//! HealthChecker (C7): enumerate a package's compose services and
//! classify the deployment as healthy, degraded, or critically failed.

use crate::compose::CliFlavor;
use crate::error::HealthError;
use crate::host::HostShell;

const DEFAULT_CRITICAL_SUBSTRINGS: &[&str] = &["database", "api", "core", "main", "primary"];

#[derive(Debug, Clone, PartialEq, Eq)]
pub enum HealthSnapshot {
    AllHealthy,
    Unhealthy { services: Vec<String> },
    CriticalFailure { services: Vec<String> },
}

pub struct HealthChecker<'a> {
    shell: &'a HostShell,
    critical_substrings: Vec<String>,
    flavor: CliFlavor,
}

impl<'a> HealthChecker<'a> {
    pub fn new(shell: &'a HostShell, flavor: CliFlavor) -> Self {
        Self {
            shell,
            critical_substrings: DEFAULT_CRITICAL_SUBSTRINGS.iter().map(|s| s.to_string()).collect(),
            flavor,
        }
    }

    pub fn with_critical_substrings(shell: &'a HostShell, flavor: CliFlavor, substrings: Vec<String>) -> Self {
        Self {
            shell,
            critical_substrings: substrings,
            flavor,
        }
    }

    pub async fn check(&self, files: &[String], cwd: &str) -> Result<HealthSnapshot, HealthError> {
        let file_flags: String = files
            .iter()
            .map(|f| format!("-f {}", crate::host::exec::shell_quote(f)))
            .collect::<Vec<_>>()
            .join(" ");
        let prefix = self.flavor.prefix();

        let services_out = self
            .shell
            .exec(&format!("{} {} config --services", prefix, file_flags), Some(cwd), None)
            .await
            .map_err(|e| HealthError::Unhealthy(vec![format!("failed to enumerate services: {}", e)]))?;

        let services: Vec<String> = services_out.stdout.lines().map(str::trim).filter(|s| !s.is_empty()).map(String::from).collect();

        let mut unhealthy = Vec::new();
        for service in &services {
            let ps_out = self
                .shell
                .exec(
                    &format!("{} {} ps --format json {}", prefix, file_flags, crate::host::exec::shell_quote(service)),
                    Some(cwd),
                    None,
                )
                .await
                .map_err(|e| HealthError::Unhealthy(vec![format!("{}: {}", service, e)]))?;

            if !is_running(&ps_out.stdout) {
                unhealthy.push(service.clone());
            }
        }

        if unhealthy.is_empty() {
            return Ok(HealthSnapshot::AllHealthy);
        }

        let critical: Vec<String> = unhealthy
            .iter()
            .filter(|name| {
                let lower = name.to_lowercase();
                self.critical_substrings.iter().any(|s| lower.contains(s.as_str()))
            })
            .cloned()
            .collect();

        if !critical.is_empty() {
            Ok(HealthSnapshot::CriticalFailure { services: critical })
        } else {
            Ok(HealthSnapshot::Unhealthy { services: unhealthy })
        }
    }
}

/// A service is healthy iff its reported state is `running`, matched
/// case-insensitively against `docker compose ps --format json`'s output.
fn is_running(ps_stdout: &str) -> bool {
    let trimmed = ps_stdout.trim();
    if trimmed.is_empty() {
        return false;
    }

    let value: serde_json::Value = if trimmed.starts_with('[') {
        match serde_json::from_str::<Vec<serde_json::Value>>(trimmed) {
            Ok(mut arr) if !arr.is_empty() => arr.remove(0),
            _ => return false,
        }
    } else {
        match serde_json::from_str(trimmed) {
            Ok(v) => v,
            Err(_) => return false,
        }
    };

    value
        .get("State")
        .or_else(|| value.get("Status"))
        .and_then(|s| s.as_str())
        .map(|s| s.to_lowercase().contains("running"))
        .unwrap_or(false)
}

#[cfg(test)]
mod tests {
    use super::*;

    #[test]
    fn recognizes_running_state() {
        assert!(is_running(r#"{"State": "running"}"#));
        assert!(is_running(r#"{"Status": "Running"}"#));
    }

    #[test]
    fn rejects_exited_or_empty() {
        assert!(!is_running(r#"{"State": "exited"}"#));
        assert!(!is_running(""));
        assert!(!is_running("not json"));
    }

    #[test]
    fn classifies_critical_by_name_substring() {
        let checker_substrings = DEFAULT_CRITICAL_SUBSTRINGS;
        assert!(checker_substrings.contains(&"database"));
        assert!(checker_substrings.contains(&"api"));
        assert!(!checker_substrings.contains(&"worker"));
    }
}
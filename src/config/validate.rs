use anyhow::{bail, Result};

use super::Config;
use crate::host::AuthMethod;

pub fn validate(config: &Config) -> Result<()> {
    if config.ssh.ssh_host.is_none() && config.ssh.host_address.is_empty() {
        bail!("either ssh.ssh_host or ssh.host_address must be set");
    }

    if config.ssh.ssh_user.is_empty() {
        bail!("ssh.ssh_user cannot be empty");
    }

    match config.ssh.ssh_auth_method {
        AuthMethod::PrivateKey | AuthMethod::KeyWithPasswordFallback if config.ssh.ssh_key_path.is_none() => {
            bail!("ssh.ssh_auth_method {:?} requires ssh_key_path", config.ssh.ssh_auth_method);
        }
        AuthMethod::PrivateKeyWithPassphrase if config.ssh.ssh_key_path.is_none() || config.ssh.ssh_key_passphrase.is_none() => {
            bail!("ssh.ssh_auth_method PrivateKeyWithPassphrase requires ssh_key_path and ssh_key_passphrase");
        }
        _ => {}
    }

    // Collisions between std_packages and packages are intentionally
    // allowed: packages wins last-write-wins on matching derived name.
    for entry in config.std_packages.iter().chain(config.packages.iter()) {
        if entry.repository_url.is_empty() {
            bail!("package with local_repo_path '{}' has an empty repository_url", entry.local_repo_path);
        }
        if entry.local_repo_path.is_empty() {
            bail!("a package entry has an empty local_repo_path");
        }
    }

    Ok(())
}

.....

### Required work
Only the count is needed: the number of lines in the data that include the word "enumerate".

### Output of the exercise
2